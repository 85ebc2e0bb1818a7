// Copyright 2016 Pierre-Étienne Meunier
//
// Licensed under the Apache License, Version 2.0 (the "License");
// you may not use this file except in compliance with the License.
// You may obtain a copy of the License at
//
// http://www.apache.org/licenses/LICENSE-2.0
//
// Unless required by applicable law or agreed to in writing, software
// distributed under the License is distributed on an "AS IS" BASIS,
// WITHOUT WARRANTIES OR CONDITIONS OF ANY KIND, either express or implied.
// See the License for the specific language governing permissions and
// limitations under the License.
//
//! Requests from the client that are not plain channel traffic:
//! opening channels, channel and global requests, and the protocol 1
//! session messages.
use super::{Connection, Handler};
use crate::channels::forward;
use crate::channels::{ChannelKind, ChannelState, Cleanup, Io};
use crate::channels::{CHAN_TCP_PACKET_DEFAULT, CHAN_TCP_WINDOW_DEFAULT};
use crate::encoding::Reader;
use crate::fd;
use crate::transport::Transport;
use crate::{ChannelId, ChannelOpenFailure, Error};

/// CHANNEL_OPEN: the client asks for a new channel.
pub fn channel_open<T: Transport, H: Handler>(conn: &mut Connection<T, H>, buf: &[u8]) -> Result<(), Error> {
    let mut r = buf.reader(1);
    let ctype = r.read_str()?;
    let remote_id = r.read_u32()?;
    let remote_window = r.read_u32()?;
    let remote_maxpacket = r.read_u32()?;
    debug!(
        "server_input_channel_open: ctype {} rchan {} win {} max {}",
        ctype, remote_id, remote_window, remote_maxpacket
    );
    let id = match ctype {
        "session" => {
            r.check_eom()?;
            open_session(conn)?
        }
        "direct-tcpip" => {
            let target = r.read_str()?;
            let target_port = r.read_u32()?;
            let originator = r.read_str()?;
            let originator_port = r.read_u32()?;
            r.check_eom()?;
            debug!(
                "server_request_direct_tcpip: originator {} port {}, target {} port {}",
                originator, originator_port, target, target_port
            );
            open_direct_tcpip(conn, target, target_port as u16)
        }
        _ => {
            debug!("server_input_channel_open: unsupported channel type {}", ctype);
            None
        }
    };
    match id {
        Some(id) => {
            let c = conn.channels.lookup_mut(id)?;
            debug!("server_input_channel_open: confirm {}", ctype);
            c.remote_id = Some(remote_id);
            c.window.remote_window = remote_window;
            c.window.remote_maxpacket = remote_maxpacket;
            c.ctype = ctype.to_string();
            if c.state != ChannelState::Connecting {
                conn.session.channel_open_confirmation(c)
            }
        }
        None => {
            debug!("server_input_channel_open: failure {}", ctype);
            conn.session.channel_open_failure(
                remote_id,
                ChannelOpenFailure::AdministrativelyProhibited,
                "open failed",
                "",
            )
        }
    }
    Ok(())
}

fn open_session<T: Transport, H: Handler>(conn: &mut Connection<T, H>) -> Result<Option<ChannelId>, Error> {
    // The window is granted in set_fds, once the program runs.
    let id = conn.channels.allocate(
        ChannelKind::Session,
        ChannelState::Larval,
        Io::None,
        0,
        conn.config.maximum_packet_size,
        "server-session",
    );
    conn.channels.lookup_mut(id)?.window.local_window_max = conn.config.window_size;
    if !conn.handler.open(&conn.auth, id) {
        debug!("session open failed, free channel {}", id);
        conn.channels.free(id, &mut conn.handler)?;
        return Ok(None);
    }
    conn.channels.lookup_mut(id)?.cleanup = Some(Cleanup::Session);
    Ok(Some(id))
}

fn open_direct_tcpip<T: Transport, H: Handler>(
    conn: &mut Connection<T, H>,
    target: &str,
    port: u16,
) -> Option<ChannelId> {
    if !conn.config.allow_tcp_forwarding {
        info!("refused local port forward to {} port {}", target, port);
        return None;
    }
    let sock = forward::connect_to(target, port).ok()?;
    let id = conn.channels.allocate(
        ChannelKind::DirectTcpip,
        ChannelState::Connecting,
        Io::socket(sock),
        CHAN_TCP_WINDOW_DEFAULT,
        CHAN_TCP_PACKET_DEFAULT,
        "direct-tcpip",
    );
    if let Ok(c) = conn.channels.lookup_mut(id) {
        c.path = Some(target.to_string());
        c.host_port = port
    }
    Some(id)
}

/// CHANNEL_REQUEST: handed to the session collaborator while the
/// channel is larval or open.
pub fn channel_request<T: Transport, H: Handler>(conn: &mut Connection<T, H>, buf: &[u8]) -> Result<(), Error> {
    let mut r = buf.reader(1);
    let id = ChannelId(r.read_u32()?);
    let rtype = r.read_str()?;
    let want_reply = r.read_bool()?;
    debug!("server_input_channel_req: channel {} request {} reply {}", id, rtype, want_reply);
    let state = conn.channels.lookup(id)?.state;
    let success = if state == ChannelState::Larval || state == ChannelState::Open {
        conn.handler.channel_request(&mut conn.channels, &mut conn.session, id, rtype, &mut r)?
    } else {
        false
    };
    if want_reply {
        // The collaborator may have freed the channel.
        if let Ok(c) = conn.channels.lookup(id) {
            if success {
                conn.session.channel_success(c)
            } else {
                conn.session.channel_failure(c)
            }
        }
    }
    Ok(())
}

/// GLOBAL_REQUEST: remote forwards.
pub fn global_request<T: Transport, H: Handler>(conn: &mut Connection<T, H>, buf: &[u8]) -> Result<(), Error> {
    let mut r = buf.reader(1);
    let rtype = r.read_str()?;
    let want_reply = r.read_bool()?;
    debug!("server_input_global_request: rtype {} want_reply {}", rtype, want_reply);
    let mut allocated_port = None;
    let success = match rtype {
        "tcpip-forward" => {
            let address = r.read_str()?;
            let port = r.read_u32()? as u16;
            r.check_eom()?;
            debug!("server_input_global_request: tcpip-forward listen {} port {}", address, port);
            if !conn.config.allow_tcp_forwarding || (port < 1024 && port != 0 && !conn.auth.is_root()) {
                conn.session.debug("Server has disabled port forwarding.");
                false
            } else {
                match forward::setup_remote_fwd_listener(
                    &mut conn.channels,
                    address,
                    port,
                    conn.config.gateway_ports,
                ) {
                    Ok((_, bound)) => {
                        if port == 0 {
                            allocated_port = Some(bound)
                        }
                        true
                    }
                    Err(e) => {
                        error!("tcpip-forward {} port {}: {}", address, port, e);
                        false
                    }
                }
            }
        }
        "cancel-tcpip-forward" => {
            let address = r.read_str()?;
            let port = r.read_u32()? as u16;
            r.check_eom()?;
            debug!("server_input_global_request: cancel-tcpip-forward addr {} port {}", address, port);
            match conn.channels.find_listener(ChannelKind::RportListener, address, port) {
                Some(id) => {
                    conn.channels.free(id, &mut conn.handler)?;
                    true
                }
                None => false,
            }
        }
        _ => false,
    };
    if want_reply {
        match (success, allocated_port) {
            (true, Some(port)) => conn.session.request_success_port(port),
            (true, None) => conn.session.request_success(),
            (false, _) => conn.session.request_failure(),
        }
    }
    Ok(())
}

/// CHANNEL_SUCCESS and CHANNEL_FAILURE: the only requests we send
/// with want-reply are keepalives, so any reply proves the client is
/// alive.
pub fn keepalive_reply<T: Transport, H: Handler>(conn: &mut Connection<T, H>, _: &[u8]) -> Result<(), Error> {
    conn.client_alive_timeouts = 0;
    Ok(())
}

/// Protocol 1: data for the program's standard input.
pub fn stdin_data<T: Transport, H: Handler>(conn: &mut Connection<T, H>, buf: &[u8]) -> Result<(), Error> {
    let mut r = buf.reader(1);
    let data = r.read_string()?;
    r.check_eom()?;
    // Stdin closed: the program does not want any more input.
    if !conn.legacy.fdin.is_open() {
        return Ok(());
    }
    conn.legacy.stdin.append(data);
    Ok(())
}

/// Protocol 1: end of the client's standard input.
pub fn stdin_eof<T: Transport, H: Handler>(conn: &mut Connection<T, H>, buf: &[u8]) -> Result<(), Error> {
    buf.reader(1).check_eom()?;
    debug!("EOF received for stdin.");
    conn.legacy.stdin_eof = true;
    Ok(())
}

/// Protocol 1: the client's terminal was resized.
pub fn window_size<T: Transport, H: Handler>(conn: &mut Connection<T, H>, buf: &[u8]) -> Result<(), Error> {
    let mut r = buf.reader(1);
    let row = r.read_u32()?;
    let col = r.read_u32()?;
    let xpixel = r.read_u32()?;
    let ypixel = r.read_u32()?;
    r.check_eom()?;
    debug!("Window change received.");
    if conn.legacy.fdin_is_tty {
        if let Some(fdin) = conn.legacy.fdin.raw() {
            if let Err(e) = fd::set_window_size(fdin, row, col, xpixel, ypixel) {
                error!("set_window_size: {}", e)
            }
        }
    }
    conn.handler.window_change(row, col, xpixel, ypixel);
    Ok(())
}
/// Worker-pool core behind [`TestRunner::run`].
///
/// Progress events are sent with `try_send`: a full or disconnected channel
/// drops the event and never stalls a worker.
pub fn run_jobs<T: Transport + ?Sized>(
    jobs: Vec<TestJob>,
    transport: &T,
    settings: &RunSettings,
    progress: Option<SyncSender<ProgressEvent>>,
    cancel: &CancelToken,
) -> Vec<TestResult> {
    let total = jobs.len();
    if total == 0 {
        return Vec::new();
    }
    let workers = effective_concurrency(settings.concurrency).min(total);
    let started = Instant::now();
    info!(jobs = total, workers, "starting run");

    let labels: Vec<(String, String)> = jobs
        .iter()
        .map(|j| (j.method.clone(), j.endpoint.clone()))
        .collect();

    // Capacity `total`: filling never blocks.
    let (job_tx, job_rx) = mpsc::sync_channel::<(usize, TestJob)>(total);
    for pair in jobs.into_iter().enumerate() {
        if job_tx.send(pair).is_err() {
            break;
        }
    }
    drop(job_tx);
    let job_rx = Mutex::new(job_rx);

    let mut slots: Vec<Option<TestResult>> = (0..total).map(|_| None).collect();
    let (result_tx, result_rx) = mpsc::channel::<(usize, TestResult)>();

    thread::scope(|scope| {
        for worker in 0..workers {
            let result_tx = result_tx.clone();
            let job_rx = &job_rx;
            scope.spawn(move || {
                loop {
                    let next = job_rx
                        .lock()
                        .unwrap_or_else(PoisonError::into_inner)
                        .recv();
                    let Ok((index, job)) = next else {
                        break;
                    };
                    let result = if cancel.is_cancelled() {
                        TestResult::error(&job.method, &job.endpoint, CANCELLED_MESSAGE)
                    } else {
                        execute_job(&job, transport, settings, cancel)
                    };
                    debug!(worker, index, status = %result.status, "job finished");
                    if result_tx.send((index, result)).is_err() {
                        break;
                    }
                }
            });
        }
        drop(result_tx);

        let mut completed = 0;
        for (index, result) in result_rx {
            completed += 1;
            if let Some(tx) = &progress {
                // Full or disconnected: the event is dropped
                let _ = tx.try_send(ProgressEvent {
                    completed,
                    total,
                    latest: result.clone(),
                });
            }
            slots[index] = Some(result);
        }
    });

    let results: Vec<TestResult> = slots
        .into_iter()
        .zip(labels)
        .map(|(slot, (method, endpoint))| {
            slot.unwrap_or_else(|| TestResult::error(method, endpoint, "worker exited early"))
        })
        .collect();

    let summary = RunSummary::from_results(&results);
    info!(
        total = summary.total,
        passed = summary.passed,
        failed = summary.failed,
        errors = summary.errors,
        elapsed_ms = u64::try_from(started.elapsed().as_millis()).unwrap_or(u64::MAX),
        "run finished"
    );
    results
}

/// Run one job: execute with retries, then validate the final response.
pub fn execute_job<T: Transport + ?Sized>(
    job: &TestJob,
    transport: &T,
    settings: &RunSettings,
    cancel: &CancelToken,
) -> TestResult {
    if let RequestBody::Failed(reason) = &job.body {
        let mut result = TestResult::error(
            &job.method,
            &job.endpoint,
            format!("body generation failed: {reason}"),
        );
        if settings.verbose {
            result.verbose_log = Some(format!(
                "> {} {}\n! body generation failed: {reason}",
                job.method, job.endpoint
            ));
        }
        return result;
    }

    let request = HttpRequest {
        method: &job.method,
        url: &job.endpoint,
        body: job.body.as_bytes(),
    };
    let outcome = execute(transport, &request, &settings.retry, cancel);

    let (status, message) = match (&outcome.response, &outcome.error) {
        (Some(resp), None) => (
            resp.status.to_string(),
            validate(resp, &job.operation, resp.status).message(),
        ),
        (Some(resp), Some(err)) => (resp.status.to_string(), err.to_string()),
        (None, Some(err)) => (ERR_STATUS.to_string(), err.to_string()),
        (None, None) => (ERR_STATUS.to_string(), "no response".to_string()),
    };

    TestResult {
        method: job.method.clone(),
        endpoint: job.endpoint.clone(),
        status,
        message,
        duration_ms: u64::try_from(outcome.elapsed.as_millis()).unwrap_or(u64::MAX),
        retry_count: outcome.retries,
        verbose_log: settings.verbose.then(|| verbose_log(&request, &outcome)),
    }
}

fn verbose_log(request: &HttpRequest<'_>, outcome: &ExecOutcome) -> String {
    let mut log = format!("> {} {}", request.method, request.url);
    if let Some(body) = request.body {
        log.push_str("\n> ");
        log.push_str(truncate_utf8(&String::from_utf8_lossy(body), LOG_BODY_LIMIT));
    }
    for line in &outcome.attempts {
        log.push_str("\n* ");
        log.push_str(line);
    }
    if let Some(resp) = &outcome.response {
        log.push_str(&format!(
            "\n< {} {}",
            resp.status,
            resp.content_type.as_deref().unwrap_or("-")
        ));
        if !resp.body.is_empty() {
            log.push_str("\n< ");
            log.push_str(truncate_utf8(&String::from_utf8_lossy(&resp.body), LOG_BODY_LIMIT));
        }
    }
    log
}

========================================================================

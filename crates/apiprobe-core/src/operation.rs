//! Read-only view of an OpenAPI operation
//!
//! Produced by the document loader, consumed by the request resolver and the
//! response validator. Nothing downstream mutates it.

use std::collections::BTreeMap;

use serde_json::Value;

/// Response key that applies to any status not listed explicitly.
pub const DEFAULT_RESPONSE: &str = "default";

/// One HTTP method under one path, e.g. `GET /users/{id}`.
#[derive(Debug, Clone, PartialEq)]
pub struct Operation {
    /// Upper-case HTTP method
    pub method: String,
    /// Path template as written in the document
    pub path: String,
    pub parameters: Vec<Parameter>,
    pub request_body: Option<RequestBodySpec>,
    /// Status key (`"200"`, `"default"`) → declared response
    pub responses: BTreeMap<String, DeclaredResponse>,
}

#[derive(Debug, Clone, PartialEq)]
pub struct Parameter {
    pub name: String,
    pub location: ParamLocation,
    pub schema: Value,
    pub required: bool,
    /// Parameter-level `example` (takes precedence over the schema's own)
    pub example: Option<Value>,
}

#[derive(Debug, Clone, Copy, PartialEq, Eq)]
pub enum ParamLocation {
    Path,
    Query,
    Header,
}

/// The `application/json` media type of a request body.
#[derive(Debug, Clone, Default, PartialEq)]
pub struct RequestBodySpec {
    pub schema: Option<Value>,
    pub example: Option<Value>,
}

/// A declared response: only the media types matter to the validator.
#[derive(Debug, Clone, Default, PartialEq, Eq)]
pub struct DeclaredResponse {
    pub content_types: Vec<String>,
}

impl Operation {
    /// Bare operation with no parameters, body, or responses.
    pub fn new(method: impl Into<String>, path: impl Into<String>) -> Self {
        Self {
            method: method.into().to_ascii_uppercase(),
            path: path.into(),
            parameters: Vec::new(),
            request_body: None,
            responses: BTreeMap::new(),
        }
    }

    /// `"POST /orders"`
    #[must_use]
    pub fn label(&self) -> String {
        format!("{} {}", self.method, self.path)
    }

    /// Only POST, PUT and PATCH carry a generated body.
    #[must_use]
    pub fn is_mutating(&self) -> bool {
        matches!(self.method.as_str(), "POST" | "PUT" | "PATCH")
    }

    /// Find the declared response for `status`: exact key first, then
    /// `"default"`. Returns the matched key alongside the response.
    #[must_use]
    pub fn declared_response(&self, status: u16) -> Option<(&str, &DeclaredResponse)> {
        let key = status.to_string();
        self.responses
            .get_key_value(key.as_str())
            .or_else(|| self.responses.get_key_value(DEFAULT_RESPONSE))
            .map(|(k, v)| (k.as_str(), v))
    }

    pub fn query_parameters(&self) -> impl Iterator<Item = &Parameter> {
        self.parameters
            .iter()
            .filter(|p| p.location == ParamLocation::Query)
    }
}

========================================================================

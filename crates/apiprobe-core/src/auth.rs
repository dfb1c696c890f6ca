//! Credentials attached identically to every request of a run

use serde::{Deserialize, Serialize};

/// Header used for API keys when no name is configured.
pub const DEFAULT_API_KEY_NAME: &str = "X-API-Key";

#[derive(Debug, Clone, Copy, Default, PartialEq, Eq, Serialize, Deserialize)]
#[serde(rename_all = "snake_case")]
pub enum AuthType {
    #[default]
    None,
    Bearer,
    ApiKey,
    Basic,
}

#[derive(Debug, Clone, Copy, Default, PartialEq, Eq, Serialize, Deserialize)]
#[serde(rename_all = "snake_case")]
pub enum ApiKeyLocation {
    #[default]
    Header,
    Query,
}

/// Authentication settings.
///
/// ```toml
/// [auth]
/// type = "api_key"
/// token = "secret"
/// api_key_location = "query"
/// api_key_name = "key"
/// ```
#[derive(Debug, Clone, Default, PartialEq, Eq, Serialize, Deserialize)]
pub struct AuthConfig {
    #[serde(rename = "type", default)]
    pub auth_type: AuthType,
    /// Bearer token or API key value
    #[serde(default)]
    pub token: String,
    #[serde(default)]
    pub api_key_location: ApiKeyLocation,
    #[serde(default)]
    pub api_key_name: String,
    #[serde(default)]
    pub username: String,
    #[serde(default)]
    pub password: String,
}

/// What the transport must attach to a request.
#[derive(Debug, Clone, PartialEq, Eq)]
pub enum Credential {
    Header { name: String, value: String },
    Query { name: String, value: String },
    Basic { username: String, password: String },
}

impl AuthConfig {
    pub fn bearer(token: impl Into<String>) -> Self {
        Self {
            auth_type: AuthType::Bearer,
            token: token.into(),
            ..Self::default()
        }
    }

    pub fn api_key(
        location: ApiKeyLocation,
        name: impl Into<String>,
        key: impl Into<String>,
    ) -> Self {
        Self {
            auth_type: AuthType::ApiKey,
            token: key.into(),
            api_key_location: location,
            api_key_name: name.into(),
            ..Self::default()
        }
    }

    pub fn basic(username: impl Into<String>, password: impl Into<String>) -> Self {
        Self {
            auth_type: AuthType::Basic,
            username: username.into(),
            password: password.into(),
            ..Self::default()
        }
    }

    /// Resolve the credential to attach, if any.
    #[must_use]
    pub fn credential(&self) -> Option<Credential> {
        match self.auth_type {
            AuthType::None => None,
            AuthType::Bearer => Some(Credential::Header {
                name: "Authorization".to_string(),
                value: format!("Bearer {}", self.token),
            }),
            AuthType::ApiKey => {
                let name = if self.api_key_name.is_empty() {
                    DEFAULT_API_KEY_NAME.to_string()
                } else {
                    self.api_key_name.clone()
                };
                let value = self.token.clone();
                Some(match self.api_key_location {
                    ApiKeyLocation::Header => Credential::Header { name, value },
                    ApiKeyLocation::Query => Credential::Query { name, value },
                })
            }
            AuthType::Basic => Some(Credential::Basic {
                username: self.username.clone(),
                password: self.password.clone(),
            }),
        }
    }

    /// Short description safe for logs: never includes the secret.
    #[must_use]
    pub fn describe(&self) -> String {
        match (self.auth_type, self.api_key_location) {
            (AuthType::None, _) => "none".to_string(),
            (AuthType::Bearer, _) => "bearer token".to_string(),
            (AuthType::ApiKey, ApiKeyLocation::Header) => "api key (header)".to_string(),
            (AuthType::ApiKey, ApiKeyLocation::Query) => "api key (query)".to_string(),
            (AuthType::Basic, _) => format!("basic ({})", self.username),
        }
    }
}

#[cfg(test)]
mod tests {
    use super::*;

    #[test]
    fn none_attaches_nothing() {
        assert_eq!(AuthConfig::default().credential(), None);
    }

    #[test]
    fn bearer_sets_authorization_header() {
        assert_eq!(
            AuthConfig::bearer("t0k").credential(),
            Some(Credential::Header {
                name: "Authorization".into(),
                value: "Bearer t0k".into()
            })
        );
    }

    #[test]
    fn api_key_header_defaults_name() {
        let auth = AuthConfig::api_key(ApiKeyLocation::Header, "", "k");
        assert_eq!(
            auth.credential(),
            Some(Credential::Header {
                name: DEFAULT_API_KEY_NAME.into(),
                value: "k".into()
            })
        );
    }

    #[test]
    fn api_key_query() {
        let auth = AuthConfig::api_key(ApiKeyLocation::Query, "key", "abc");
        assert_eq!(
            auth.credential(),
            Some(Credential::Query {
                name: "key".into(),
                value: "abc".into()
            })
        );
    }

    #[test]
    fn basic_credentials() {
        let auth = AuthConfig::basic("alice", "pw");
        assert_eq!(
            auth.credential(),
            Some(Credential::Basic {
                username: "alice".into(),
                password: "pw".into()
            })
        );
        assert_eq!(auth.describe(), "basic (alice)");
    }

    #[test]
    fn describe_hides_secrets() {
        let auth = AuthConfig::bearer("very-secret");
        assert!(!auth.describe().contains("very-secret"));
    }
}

========================================================================

* _REQUIRED WORK_: Go through the entries above and copy each line with "mpsc" in it.

* _RESULT BELOW_:
    let (job_tx, job_rx) = mpsc::sync_channel::<(usize, TestJob)>(total);
    let (result_tx, result_rx) = mpsc::channel::<(usize, TestResult)>();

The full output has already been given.